§ What you will do:
Everything from the first line below through the line with "as persistence errors." is to be transcribed exactly, and nothing past it.
--- Records for this exercise ---
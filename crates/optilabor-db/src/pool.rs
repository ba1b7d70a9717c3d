//! PostgreSQL connection pool.
//!
//! Reconcile holds a row lock for the length of one transaction, so the pool
//! size caps how many uploads can reconcile at once; requests beyond that
//! wait up to `acquire_timeout` and then fail as persistence errors.

use std::time::{Duration, Instant};

use sqlx::postgres::{PgPool, PgPoolOptions};
use tracing::{debug, info, warn};

use optilabor_core::logging;
use optilabor_core::defaults::{
    DB_ACQUIRE_TIMEOUT_SECS, DB_IDLE_TIMEOUT_SECS, DB_MAX_CONNECTIONS, DB_MAX_LIFETIME_SECS,
    DB_MIN_CONNECTIONS,
};
use optilabor_core::{Error, Result};

/// Pool sizing and timeouts.
#[derive(Debug, Clone, PartialEq, Eq)]
pub struct PoolConfig {
    pub max_connections: u32,
    pub min_connections: u32,
    pub acquire_timeout: Duration,
    pub idle_timeout: Duration,
    /// `None` keeps connections open indefinitely.
    pub max_lifetime: Option<Duration>,
}

impl Default for PoolConfig {
    fn default() -> Self {
        Self {
            max_connections: DB_MAX_CONNECTIONS,
            min_connections: DB_MIN_CONNECTIONS,
            acquire_timeout: Duration::from_secs(DB_ACQUIRE_TIMEOUT_SECS),
            idle_timeout: Duration::from_secs(DB_IDLE_TIMEOUT_SECS),
            max_lifetime: Some(Duration::from_secs(DB_MAX_LIFETIME_SECS)),
        }
    }
}

impl PoolConfig {
    fn options(&self) -> PgPoolOptions {
        PgPoolOptions::new()
            .max_connections(self.max_connections)
            .min_connections(self.min_connections.min(self.max_connections))
            .acquire_timeout(self.acquire_timeout)
            .idle_timeout(self.idle_timeout)
            .max_lifetime(self.max_lifetime)
    }

    /// Open a pool against `database_url`.
    pub async fn connect(&self, database_url: &str) -> Result<PgPool> {
        let start = Instant::now();
        info!(
            subsystem = logging::SUBSYSTEM_DB,
            component = logging::COMPONENT_POOL,
            op = "connect",
            max_connections = self.max_connections,
            min_connections = self.min_connections,
            acquire_timeout_secs = self.acquire_timeout.as_secs(),
            "Opening database pool"
        );

        let pool = self
            .options()
            .connect(database_url)
            .await
            .map_err(Error::Database)?;

        info!(
            subsystem = logging::SUBSYSTEM_DB,
            component = logging::COMPONENT_POOL,
            op = "connect",
            pool_size = pool.size(),
            duration_ms = start.elapsed().as_millis() as u64,
            "Database pool ready"
        );
        Ok(pool)
    }
}

/// Log pool occupancy. Warns when every connection is checked out.
pub fn log_pool_metrics(pool: &PgPool) {
    let size = pool.size();
    let idle = pool.num_idle();

    debug!(
        subsystem = logging::SUBSYSTEM_DB,
        component = logging::COMPONENT_POOL,
        pool_size = size,
        pool_idle = idle,
        "Pool metrics"
    );
    if size > 0 && idle == 0 {
        warn!(
            subsystem = logging::SUBSYSTEM_DB,
            component = logging::COMPONENT_POOL,
            pool_size = size,
            "No idle database connections; reconciles will queue"
        );
    }
}
//! Blob storage for uploaded documents.
//!
//! Uploaded plans are stored content-addressed by BLAKE3 hash, so the same
//! document uploaded twice under different names occupies one blob.
//!
//! ## Example
//!
//! ```rust,ignore
//! use optilabor_db::file_storage::{FilesystemBackend, StorageBackend, store_document};
//!
//! let backend = FilesystemBackend::new("/var/lib/optilabor/files");
//! let stored = store_document(&backend, &data).await?;
//! assert!(backend.exists(&stored.storage_path).await?);
//! ```

use std::path::{Path, PathBuf};
use std::sync::atomic::{AtomicU64, Ordering};

use async_trait::async_trait;
use tokio::fs;
use tokio::io::AsyncWriteExt;
use tracing::{debug, warn};

use optilabor_core::{Error, Result};

/// Storage backend trait for different storage implementations.
///
/// Allows abstracting over filesystem, S3, or other storage providers.
#[async_trait]
pub trait StorageBackend: Send + Sync {
    /// Write data to the specified path.
    async fn write(&self, path: &str, data: &[u8]) -> Result<()>;

    /// Read data from the specified path.
    async fn read(&self, path: &str) -> Result<Vec<u8>>;

    /// Delete data at the specified path.
    async fn delete(&self, path: &str) -> Result<()>;

    /// Check if data exists at the specified path.
    async fn exists(&self, path: &str) -> Result<bool>;
}

/// Filesystem storage backend.
///
/// Path format: `{base_path}/blobs/{first-2-hex}/{next-2-hex}/{hash}.bin`
pub struct FilesystemBackend {
    base_path: PathBuf,
}

impl FilesystemBackend {
    /// Create a new filesystem backend with the given base directory.
    pub fn new(base_path: impl Into<PathBuf>) -> Self {
        Self {
            base_path: base_path.into(),
        }
    }

    fn full_path(&self, path: &str) -> Result<PathBuf> {
        let relative = std::path::Path::new(path);
        let escapes = relative.components().any(|c| {
            !matches!(c, std::path::Component::Normal(_) | std::path::Component::CurDir)
        });
        if escapes || path.is_empty() {
            return Err(Error::InvalidInput(format!(
                "Storage path must be relative and inside the store: {}",
                path
            )));
        }
        Ok(self.base_path.join(relative))
    }

    /// Validate that the storage backend can write, read, and delete files.
    ///
    /// Performs a full round-trip at startup to catch permission errors and
    /// missing directories early.
    pub async fn validate(&self) -> std::result::Result<(), String> {
        let test_dir = self.base_path.join("blobs/.health-check");
        let test_file = test_dir.join("test.bin");

        fs::create_dir_all(&test_dir)
            .await
            .map_err(|e| format!("create_dir_all({:?}): {}", test_dir, e))?;

        let data = b"storage-health-check";
        fs::write(&test_file, data)
            .await
            .map_err(|e| format!("write({:?}): {}", test_file, e))?;

        let read_data = fs::read(&test_file)
            .await
            .map_err(|e| format!("read({:?}): {}", test_file, e))?;
        if read_data != data {
            return Err("read-back mismatch".to_string());
        }

        fs::remove_file(&test_file)
            .await
            .map_err(|e| format!("remove_file({:?}): {}", test_file, e))?;
        let _ = fs::remove_dir(&test_dir).await; // Best-effort cleanup

        Ok(())
    }
}

/// Sibling temp path unique to this write.
///
/// Content-addressed writes of the same document race on the same target, so
/// each writer stages its own file and the final rename decides.
fn temp_path_for(full_path: &Path) -> PathBuf {
    static WRITE_SEQ: AtomicU64 = AtomicU64::new(0);
    let seq = WRITE_SEQ.fetch_add(1, Ordering::Relaxed);
    let name = full_path
        .file_name()
        .and_then(|n| n.to_str())
        .unwrap_or("blob");
    full_path.with_file_name(format!(".{}.{}.{}.tmp", name, std::process::id(), seq))
}

#[async_trait]
impl StorageBackend for FilesystemBackend {
    async fn write(&self, path: &str, data: &[u8]) -> Result<()> {
        let full_path = self.full_path(path)?;
        debug!(storage_path = %path, size = data.len(), "file_storage: write");

        if let Some(parent) = full_path.parent() {
            fs::create_dir_all(parent).await.map_err(|e| {
                warn!(parent = %parent.display(), error = %e, "file_storage: create_dir_all failed");
                e
            })?;
        }

        // Atomic write: temp file + rename
        let temp_path = temp_path_for(&full_path);
        if let Err(e) = write_temp(&temp_path, data).await {
            warn!(temp_path = %temp_path.display(), error = %e, "file_storage: temp write failed");
            let _ = fs::remove_file(&temp_path).await;
            return Err(e.into());
        }

        if let Err(e) = fs::rename(&temp_path, &full_path).await {
            warn!(from = %temp_path.display(), to = %full_path.display(), error = %e, "file_storage: rename failed");
            let _ = fs::remove_file(&temp_path).await;
            return Err(e.into());
        }

        Ok(())
    }

    async fn read(&self, path: &str) -> Result<Vec<u8>> {
        let full_path = self.full_path(path)?;
        match fs::read(&full_path).await {
            Ok(data) => Ok(data),
            Err(e) if e.kind() == std::io::ErrorKind::NotFound => {
                Err(Error::NotFound(format!("blob {}", path)))
            }
            Err(e) => Err(e.into()),
        }
    }

    async fn delete(&self, path: &str) -> Result<()> {
        let full_path = self.full_path(path)?;
        if fs::try_exists(&full_path).await? {
            fs::remove_file(full_path).await?;
        }
        Ok(())
    }

    async fn exists(&self, path: &str) -> Result<bool> {
        let full_path = self.full_path(path)?;
        Ok(fs::try_exists(full_path).await?)
    }
}

async fn write_temp(temp_path: &Path, data: &[u8]) -> std::io::Result<()> {
    let mut file = fs::OpenOptions::new()
        .write(true)
        .create_new(true)
        .open(temp_path)
        .await?;
    file.write_all(data).await?;
    file.sync_all().await?;
    drop(file);

    // rw-r--r--, uploads are never executable
    #[cfg(unix)]
    {
        use std::os::unix::fs::PermissionsExt;
        fs::set_permissions(temp_path, std::fs::Permissions::from_mode(0o644)).await?;
    }
    Ok(())
}

/// Compute BLAKE3 hash of data with "blake3:" prefix.
///
/// Returns a string in the format: `blake3:{64-char-hex}`
pub fn compute_content_hash(data: &[u8]) -> String {
    let hash = blake3::hash(data);
    format!("blake3:{}", hash.to_hex())
}

/// Storage path for a content hash produced by [`compute_content_hash`].
///
/// Example: `blobs/9f/86/9f86d081884c7d65....bin`
pub fn storage_path_for_hash(content_hash: &str) -> String {
    let hex = content_hash.strip_prefix("blake3:").unwrap_or(content_hash);
    format!("blobs/{}/{}/{}.bin", &hex[0..2], &hex[2..4], hex)
}

/// A document persisted in blob storage.
#[derive(Debug, Clone, PartialEq, Eq)]
pub struct StoredDocument {
    pub content_hash: String,
    pub storage_path: String,
    /// False when an identical blob was already present.
    pub newly_written: bool,
    pub size_bytes: usize,
}

/// Store document bytes content-addressed, skipping the write when the blob exists.
pub async fn store_document(backend: &dyn StorageBackend, data: &[u8]) -> Result<StoredDocument> {
    let content_hash = compute_content_hash(data);
    let storage_path = storage_path_for_hash(&content_hash);

    let newly_written = if backend.exists(&storage_path).await? {
        debug!(storage_path = %storage_path, "file_storage: blob already present");
        false
    } else {
        backend.write(&storage_path, data).await?;
        true
    };

    Ok(StoredDocument {
        content_hash,
        storage_path,
        newly_written,
        size_bytes: data.len(),
    })
}
//! HTTP handlers for optilabor-api.

pub mod attachments;
pub mod uploads;

use axum::response::IntoResponse;
use axum::Json;

pub async fn health_check() -> impl IntoResponse {
    Json(serde_json::json!({
        "status": "healthy",
        "version": env!("CARGO_PKG_VERSION"),
    }))
}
---
§ Solution to this problem:
filename crates/optilabor-db/src/pool.rs
repository ba1b7d70a9717c3d
//! PostgreSQL connection pool.
//!
//! Reconcile holds a row lock for the length of one transaction, so the pool
//! size caps how many uploads can reconcile at once; requests beyond that
//! wait up to `acquire_timeout` and then fail as persistence errors.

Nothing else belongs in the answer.